Among other topics, students have studied mother-to-child transmission of AIDS in India, child obesity in Saipan, developing techniques to detect parasites that affect children in Egypt and studying gene expression in cancer to improve therapy.

Both BRAVO! and UBRP encourage students to pursue studies and advanced degrees in biomedical and biological sciences and have each has received grant funding from the NIH and the Howard Hughes Medical Institute, in addition to various other funding agencies.

Charles Sterling, a UA veterinary science and microbiology professor, is the principal investigator on the grant and the program's co-director alongside Bender. Collaborating institutions include Bergen University in Norway, Cambridge University in England, The University of Florence in Italy, Universidad Peruana Cayetano Heredia in Peru and the University of South Bohemia in the Czech Republic.

In their proposal to the NIH, Sterling and Bender noted that the purpose of the program was to inform students about ways to "think globally and act locally" while focusing on health issues.

Under the new grant funding, the program is intended to improve participation in biomedical and behavioral research among underrepresented students of color and those who are members of medically underserved populations.

The federal government designates medically underserved areas and populations as those that have a low ratio of physicians for the population, a high infant mortality rate and a notable percentage of individuals living below the federal poverty level, among other criteria.

The UA proposal noted that the program's focus coincides with the U.S. Department of Health and Human Services' "Healthy People 2010," a report that details how the nation must work to improve the health status for all people.
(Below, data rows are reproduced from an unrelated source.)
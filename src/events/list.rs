use crossterm::event::{KeyCode, KeyEvent};
use tokio::sync::mpsc;

use crate::logic::comments::CommentTicket;
use crate::logic::filter::{cycle_criterion, distinct_user_ids, selected_post, set_criterion};
use crate::logic::overlay::{open_create, open_detail, open_edit};
use crate::logic::posts::{PostRequest, request_delete, request_load};
use crate::logic::selection::{jump_sel, move_sel};
use crate::state::{AppState, UserFilter};

use super::PAGE_STEP;

/// What: Handle a key while the post list has focus.
///
/// Inputs:
/// - `ke`: Key event
/// - `app`: Application state
/// - `posts_tx`: Posts worker request channel
/// - `comments_tx`: Comments worker request channel
///
/// Output:
/// - `true` when the user asked to quit.
pub(super) fn handle_list_key(
    ke: KeyEvent,
    app: &mut AppState,
    posts_tx: &mpsc::UnboundedSender<PostRequest>,
    comments_tx: &mpsc::UnboundedSender<CommentTicket>,
) -> bool {
    match ke.code {
        KeyCode::Char('q') => return true,
        KeyCode::Up | KeyCode::Char('k') => {
            let _ = move_sel(app, -1);
        }
        KeyCode::Down | KeyCode::Char('j') => {
            let _ = move_sel(app, 1);
        }
        KeyCode::PageUp => {
            let _ = move_sel(app, -PAGE_STEP);
        }
        KeyCode::PageDown => {
            let _ = move_sel(app, PAGE_STEP);
        }
        KeyCode::Home => {
            let _ = jump_sel(app, false);
        }
        KeyCode::End => {
            let _ = jump_sel(app, true);
        }
        KeyCode::Enter => {
            if let Some(post) = selected_post(app).cloned() {
                open_detail(app, post, comments_tx);
            }
        }
        KeyCode::Char('e') => {
            if let Some(post) = selected_post(app).cloned() {
                open_edit(app, post);
            }
        }
        KeyCode::Char('n') => open_create(app),
        KeyCode::Char('d') | KeyCode::Delete => {
            let _ = request_delete(app, posts_tx);
        }
        KeyCode::Char(c @ ('f' | 'F')) => {
            let ids = distinct_user_ids(app.store.posts());
            let next = cycle_criterion(app.criterion, &ids, c == 'f');
            set_criterion(app, next);
        }
        KeyCode::Char('a') => set_criterion(app, UserFilter::All),
        KeyCode::Char('r') => {
            if !app.loading_posts {
                let _ = request_load(app, posts_tx);
            }
        }
        _ => {}
    }
    false
}

#[cfg(test)]
mod tests {
    use crossterm::event::KeyCode;

    use super::super::tests::{Rig, key};
    use crate::logic::posts::PostRequest;
    use crate::state::{Overlay, UserFilter};

    #[test]
    fn q_quits() {
        let mut rig = Rig::new(1);
        assert!(rig.send(&key(KeyCode::Char('q'))));
    }

    #[test]
    /// What: Navigation keys move within the view and clamp.
    fn navigation_keys() {
        let mut rig = Rig::new(15);
        let _ = rig.send(&key(KeyCode::Char('j')));
        let _ = rig.send(&key(KeyCode::Down));
        assert_eq!(rig.app.selected, 2);
        let _ = rig.send(&key(KeyCode::PageDown));
        assert_eq!(rig.app.selected, 12);
        let _ = rig.send(&key(KeyCode::End));
        assert_eq!(rig.app.selected, 14);
        let _ = rig.send(&key(KeyCode::Home));
        assert_eq!(rig.app.selected, 0);
        let _ = rig.send(&key(KeyCode::Char('k')));
        assert_eq!(rig.app.selected, 0);
    }

    #[test]
    /// What: Enter opens the selected post and requests its comments.
    fn enter_opens_detail() {
        let mut rig = Rig::new(3);
        let _ = rig.send(&key(KeyCode::Down));
        let _ = rig.send(&key(KeyCode::Enter));
        match &rig.app.overlay {
            Overlay::Detail { post, .. } => assert_eq!(post.id, 2),
            other => panic!("expected detail, got {other:?}"),
        }
        assert_eq!(rig.comments_rx.try_recv().map(|t| t.post_id).ok(), Some(2));
    }

    #[test]
    fn edit_and_new_open_forms() {
        let mut rig = Rig::new(2);
        let _ = rig.send(&key(KeyCode::Char('e')));
        assert!(matches!(rig.app.overlay, Overlay::Edit { .. }));
        let _ = rig.send(&key(KeyCode::Esc));
        let _ = rig.send(&key(KeyCode::Char('n')));
        assert!(matches!(rig.app.overlay, Overlay::Create { .. }));
    }

    #[test]
    fn delete_and_reload_send_requests() {
        let mut rig = Rig::new(2);
        let _ = rig.send(&key(KeyCode::Delete));
        assert_eq!(rig.posts_rx.try_recv().ok(), Some(PostRequest::Delete { id: 1 }));
        let _ = rig.send(&key(KeyCode::Char('r')));
        assert_eq!(rig.posts_rx.try_recv().ok(), Some(PostRequest::Load));
        assert!(rig.app.loading_posts);
        let _ = rig.send(&key(KeyCode::Char('r')));
        assert!(rig.posts_rx.try_recv().is_err());
    }

    #[test]
    /// What: f/F cycle the filter; a resets it.
    fn filter_keys_cycle() {
        // Owners in first-seen order are 2, 3, 1.
        let mut rig = Rig::new(6);
        let _ = rig.send(&key(KeyCode::Char('f')));
        assert_eq!(rig.app.criterion, UserFilter::User(2));
        let _ = rig.send(&key(KeyCode::Char('F')));
        assert_eq!(rig.app.criterion, UserFilter::All);
        let _ = rig.send(&key(KeyCode::Char('F')));
        assert_eq!(rig.app.criterion, UserFilter::User(1));
        let _ = rig.send(&key(KeyCode::Char('a')));
        assert_eq!(rig.app.criterion, UserFilter::All);
    }
}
The University's program will also work to improve collaborations between the UA and international institutions, further engage students in research, boost faculty interaction and also figure out ways to engage both students and faculty in addressing problems associated with health disparities among different populations.

The funding will support eight undergraduate students and two graduate students or health professionals each year during the funding period. All the while, BRAVO!/MHIRT will support those students in mentorship environments and also encourage them to present and publish their work.

"As residents of a border state, Arizonans are acutely aware that these problems do not respect national boundaries and that it is incumbent upon all of us to think and act as citizens of the world," Bender and Sterling's proposal noted.

"It is in the best interests of our nation and the international community that we educate young people to address problems in a way that is inclusive and leads to a better standard of living for all," the document continued.

"The activities described in this proposal are designed to do that by involving undergraduate, graduate and health professions students who are from health disparities populations in mentored research both domestically and internationally."